= Task details =
Match the string "struct" against each line below, and copy every line that matches.

== Working data

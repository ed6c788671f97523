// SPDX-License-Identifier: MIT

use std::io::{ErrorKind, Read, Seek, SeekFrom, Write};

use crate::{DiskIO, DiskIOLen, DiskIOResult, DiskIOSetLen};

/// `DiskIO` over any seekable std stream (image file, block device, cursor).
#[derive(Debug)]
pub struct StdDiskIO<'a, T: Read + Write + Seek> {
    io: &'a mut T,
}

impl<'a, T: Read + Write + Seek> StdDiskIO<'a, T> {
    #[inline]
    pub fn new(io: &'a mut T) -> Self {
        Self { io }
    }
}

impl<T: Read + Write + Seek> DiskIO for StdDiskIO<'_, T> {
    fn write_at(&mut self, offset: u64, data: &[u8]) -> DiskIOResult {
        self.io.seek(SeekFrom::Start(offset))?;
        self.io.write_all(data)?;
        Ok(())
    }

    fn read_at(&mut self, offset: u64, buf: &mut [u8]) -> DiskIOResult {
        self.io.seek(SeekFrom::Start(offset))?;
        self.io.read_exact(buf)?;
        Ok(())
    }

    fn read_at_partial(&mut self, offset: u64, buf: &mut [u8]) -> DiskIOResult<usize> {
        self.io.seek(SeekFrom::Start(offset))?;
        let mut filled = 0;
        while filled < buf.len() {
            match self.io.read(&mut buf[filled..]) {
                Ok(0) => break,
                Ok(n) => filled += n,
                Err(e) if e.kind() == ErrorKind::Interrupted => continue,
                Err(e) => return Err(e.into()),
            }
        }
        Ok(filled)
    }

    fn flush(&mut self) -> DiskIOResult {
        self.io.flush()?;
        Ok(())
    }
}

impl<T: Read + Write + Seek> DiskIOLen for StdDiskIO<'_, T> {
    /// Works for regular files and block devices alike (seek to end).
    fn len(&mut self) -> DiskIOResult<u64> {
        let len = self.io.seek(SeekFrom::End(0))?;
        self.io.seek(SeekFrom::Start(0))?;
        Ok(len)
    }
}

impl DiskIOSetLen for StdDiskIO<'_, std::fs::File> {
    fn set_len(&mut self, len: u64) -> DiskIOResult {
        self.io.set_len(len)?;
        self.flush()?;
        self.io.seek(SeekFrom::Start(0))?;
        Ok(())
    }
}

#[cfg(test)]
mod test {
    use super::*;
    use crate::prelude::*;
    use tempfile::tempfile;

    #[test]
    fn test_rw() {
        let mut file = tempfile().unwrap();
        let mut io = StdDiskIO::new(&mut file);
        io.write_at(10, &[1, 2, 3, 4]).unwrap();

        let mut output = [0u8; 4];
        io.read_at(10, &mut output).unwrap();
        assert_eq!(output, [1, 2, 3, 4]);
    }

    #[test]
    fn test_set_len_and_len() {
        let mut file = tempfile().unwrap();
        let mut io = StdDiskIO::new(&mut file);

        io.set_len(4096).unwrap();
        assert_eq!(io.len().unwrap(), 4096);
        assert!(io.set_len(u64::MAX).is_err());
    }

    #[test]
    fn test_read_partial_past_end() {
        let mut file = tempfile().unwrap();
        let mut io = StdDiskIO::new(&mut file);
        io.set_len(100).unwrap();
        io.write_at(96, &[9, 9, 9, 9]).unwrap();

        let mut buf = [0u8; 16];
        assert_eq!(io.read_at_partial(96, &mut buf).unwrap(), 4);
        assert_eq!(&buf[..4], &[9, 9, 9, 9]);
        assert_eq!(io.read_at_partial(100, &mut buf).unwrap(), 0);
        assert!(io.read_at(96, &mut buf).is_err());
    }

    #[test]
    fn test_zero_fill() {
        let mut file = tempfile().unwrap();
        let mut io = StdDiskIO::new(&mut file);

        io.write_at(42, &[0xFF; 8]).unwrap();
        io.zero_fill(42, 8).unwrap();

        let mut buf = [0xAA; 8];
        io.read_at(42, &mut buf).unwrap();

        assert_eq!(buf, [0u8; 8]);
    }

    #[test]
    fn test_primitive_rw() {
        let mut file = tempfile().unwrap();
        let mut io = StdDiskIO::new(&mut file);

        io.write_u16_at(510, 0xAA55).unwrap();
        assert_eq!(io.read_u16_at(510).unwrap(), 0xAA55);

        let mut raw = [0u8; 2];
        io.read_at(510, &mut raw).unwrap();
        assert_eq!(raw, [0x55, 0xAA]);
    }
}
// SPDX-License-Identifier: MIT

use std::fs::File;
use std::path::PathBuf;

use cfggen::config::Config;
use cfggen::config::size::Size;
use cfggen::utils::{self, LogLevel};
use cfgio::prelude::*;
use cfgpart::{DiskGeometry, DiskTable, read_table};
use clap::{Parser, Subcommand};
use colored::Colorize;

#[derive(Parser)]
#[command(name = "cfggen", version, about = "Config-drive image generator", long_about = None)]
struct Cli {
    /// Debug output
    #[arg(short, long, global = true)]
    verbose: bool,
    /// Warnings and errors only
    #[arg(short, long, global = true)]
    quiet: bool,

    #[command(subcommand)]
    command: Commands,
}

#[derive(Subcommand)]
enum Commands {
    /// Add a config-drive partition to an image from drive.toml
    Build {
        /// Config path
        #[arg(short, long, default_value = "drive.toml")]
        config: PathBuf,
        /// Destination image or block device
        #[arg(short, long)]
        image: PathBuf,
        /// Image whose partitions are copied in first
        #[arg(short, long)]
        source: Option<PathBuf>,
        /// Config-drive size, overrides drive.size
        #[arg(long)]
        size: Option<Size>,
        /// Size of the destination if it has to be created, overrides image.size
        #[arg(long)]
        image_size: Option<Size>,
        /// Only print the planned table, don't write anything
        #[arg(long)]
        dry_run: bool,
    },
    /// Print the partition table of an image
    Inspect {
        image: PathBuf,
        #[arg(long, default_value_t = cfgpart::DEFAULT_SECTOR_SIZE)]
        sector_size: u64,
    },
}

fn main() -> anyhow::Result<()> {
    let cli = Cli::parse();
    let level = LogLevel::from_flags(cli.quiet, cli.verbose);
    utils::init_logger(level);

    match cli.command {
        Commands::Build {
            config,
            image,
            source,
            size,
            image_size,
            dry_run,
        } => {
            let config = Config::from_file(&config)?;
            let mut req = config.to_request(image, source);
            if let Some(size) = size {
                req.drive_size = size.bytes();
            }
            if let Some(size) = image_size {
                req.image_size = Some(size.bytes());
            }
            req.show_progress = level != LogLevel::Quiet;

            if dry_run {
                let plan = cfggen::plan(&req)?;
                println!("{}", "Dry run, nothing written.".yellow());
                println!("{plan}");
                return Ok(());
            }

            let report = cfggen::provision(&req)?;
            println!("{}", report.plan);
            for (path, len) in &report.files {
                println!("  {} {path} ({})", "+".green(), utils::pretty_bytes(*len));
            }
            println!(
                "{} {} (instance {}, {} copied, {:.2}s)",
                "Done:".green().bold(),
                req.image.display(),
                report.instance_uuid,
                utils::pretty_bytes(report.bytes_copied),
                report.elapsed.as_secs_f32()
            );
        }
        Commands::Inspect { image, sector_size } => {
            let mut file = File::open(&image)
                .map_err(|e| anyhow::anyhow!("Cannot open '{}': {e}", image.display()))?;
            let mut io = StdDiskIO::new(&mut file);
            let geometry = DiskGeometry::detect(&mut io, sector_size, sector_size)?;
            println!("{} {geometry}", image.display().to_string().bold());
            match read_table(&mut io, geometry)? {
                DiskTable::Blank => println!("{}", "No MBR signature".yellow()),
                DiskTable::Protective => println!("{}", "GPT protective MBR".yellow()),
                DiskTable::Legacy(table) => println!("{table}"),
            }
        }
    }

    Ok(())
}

====

= Exercise solution =
pub struct StdDiskIO<'a, T: Read + Write + Seek> {
struct Cli {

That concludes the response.